The nodal equations are

  1. \( V_1 Z_s + i_L = 0 \)
  2. \( -i_L + V_L Z_L = 0 \)
  3. \( V_L – V_1 = V_s \)

These have matrix form

\begin{equation}\label{eqn:simpleNortonEquivalents:60}
\begin{bmatrix}
Z_s & 0 & 1 \\
0 & Z_L & -1 \\
-1 & 1 & 0
\end{bmatrix}
\begin{bmatrix}
V_1 \\
V_L \\
i_L
\end{bmatrix}
=
\begin{bmatrix}
0 \\
0 \\
V_s
\end{bmatrix}
\end{equation}

This configuration has solution

\begin{equation}\label{eqn:simpleNortonEquivalents:50}
V_L = V_s \frac{ R_L }{R_L + R_s}
\end{equation}
\begin{equation}\label{eqn:simpleNortonEquivalents:180}
i_L = \frac{V_s}{R_L + R_s}
\end{equation}
\begin{equation}\label{eqn:simpleNortonEquivalents:200}
V_1 = -V_s \frac{ R_s }{R_L + R_s}
\end{equation}

Observe that the voltage at the load node and the current through this impedance is the same in both circuit configurations. The internal node voltage is different in each case, but that has no measurable effect on the external load.

Current configuration

Now consider a current source and internal parallel resistance as sketched in fig. 3.

nortonEquivalentFig3

fig. 3. Current source configuration

There is only one nodal equation for this circuit

  1. \( -I_s + V_L Z_s + V_L Z_L = 0 \)

The load node voltage and current follows immediately

\begin{equation}\label{eqn:simpleNortonEquivalents:80}
V_L = \frac{I_s}{Z_L + Z_s}
\end{equation}
\begin{equation}\label{eqn:simpleNortonEquivalents:140}
i_L = V_L Z_L = \frac{Z_L I_s}{Z_L + Z_s}
\end{equation}

The goal is to find a value for \( I_L \) so that the voltage and currents at the load node match either of the first two voltage source configurations. It has been assumed that the desired parallel source resistance is the same as the series resistance in the voltage configurations. That was just a guess, but it ends up working out.
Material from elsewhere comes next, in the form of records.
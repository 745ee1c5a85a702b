//! In-memory local repository implementation.
//!
//! Suitable for unit testing and local development. Records are kept per
//! creator in a `HashMap`; a health toggle and an artificial latency let tests
//! simulate an unavailable or slow source.

use async_trait::async_trait;
use parking_lot::RwLock;
use std::collections::HashMap;
use std::sync::Arc;
use std::time::Duration;

use crate::api::{AudienceProfile, ContentId, ContentRecord, CreatorId};
use crate::db::repository::*;

/// In-memory local repository.
///
/// Cloning is cheap and clones share the same underlying data, so a test can
/// keep a handle to flip health while the engine holds another.
///
/// # Example
/// ```
/// use creator_analytics::db::repositories::LocalRepository;
/// use creator_analytics::api::CreatorId;
///
/// let repo = LocalRepository::new();
/// repo.insert_records(CreatorId::new(1), Vec::new());
/// repo.set_healthy(false);
/// assert_eq!(repo.record_count(CreatorId::new(1)), 0);
/// ```
#[derive(Clone, Default)]
pub struct LocalRepository {
    data: Arc<RwLock<LocalData>>,
}

struct LocalData {
    records: HashMap<CreatorId, Vec<ContentRecord>>,
    audiences: HashMap<(CreatorId, ContentId), AudienceProfile>,
    latency: Option<Duration>,
    is_healthy: bool,
}

impl Default for LocalData {
    fn default() -> Self {
        Self {
            records: HashMap::new(),
            audiences: HashMap::new(),
            latency: None,
            is_healthy: true,
        }
    }
}

impl LocalRepository {
    /// Create a new empty local repository.
    pub fn new() -> Self {
        Self::default()
    }

    /// Replace every record stored for `creator_id`.
    pub fn insert_records(&self, creator_id: CreatorId, records: Vec<ContentRecord>) {
        self.data.write().records.insert(creator_id, records);
    }

    /// Append a single record for `creator_id`.
    pub fn push_record(&self, creator_id: CreatorId, record: ContentRecord) {
        self.data
            .write()
            .records
            .entry(creator_id)
            .or_default()
            .push(record);
    }

    pub fn set_audience(
        &self,
        creator_id: CreatorId,
        content_id: ContentId,
        profile: AudienceProfile,
    ) {
        self.data
            .write()
            .audiences
            .insert((creator_id, content_id), profile);
    }

    /// Set the health status for testing source failures.
    pub fn set_healthy(&self, healthy: bool) {
        self.data.write().is_healthy = healthy;
    }

    /// Delay every fetch by `latency`, for exercising the fetch timeout.
    pub fn set_latency(&self, latency: Option<Duration>) {
        self.data.write().latency = latency;
    }

    /// Clear all data, keeping the health and latency settings.
    pub fn clear(&self) {
        let mut data = self.data.write();
        data.records.clear();
        data.audiences.clear();
    }

    pub fn record_count(&self, creator_id: CreatorId) -> usize {
        self.data
            .read()
            .records
            .get(&creator_id)
            .map_or(0, Vec::len)
    }

    /// Sleep for the configured latency, then fail if the source is marked unhealthy.
    async fn simulate_source(&self, operation: &str, creator_id: CreatorId) -> RepositoryResult<()> {
        let latency = self.data.read().latency;
        if let Some(latency) = latency {
            tokio::time::sleep(latency).await;
        }
        if !self.data.read().is_healthy {
            return Err(RepositoryError::connection_with_context(
                "Local repository is not healthy",
                ErrorContext::new(operation)
                    .with_entity("creator")
                    .with_entity_id(creator_id)
                    .retryable(),
            ));
        }
        Ok(())
    }
}

#[async_trait]
impl ContentRepository for LocalRepository {
    async fn fetch_records(&self, creator_id: CreatorId) -> RepositoryResult<Vec<ContentRecord>> {
        self.simulate_source("fetch_records", creator_id).await?;
        let records = self
            .data
            .read()
            .records
            .get(&creator_id)
            .cloned()
            .unwrap_or_default();
        log::debug!(
            "Local repository returned {} records for creator {}",
            records.len(),
            creator_id
        );
        Ok(records)
    }

    async fn fetch_audience(
        &self,
        creator_id: CreatorId,
        content_id: ContentId,
    ) -> RepositoryResult<Option<AudienceProfile>> {
        self.simulate_source("fetch_audience", creator_id).await?;
        Ok(self
            .data
            .read()
            .audiences
            .get(&(creator_id, content_id))
            .cloned())
    }

    async fn health_check(&self) -> RepositoryResult<bool> {
        Ok(self.data.read().is_healthy)
    }
}
//! HTTP error handling and response types.

use axum::{
    http::StatusCode,
    response::{IntoResponse, Response},
    Json,
};
use serde::{Deserialize, Serialize};

use crate::db::repository::RepositoryError;

/// API error response body.
#[derive(Debug, Clone, Serialize, Deserialize)]
pub struct ApiError {
    /// Error code for programmatic handling
    pub code: String,
    /// Human-readable error message
    pub message: String,
    /// Optional additional details
    #[serde(skip_serializing_if = "Option::is_none")]
    pub details: Option<String>,
}

impl ApiError {
    pub fn new(code: impl Into<String>, message: impl Into<String>) -> Self {
        Self {
            code: code.into(),
            message: message.into(),
            details: None,
        }
    }

    pub fn with_details(mut self, details: impl Into<String>) -> Self {
        self.details = Some(details.into());
        self
    }
}

/// Application error type for HTTP handlers.
#[derive(Debug)]
pub enum AppError {
    /// Resource not found
    NotFound(String),
    /// Invalid request (validation error)
    BadRequest(String),
    /// Record source error surfaced directly (health checks only)
    Repository(RepositoryError),
}

impl IntoResponse for AppError {
    fn into_response(self) -> Response {
        let (status, error) = match self {
            AppError::NotFound(msg) => (StatusCode::NOT_FOUND, ApiError::new("NOT_FOUND", msg)),
            AppError::BadRequest(msg) => {
                (StatusCode::BAD_REQUEST, ApiError::new("BAD_REQUEST", msg))
            }
            AppError::Repository(e) => {
                let status = match &e {
                    RepositoryError::NotFound { .. } => StatusCode::NOT_FOUND,
                    RepositoryError::TimeoutError { .. } => StatusCode::GATEWAY_TIMEOUT,
                    RepositoryError::ConnectionError { .. } => StatusCode::SERVICE_UNAVAILABLE,
                    _ => StatusCode::INTERNAL_SERVER_ERROR,
                };
                let mut error = ApiError::new("REPOSITORY_ERROR", e.to_string());
                if let Some(details) = &e.context().details {
                    error = error.with_details(details.clone());
                }
                (status, error)
            }
        };

        (status, Json(error)).into_response()
    }
}

impl From<RepositoryError> for AppError {
    fn from(err: RepositoryError) -> Self {
        AppError::Repository(err)
    }
}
From \ref{eqn:simpleNortonEquivalents:80} and \ref{eqn:simpleNortonEquivalents:40} that equivalent current source can be found from

\begin{equation}\label{eqn:simpleNortonEquivalents:160}
V_L = V_s \frac{ R_L }{R_L + R_s} = \frac{I_s}{Z_L + Z_s},
\end{equation}

or

\begin{equation}\label{eqn:simpleNortonEquivalents:220}
I_s
=
V_s \frac{ R_L (Z_L + Z_s)}{R_L + R_s}
=
\frac{V_s}{R_S} \frac{ R_s R_L (Z_L + Z_s)}{R_L + R_s}
\end{equation}

\begin{equation}\label{eqn:simpleNortonEquivalents:240}
\boxed{
I_s
=
\frac{V_s}{R_S}.
}
\end{equation}

The load is expected to be the same through the load, and is

\begin{equation}\label{eqn:simpleNortonEquivalents:n}
i_L = V_L Z_L =
= V_s \frac{ R_L Z_L }{R_L + R_s}
= \frac{ V_s }{R_L + R_s},
\end{equation}

which matches \ref{eqn:simpleNortonEquivalents:100}.

Remarks

The equivalence of the series voltage source configurations with the parallel
current source configuration has been demonstrated with a resistive load. This
is a special case of the more general Norton’s theorem, as detailed in [2] and
[1] \S 5.1. Neither of those references prove the theorem. Norton’s theorem allows the equivalent current and resistance to be calculated without actually solving the system. Using that method, the parallel resistance equivalent follows by summing all the resistances in the source circuit with all the voltage sources shorted. Shorting the voltage sources in this source circuit results in the same configuration. It was seen directly in the two voltage source configurations that it did not matter, from the point of view of the external load, which sequence the internal series resistance and the voltage source were placed in did not matter. That becomes obvious with knowledge of Norton’s theorem, since shorting the voltage sources leaves just the single resistor in both cases.

References

[1] J.D. Irwin. Basic Engineering Circuit Analysis. Macillian, 1993.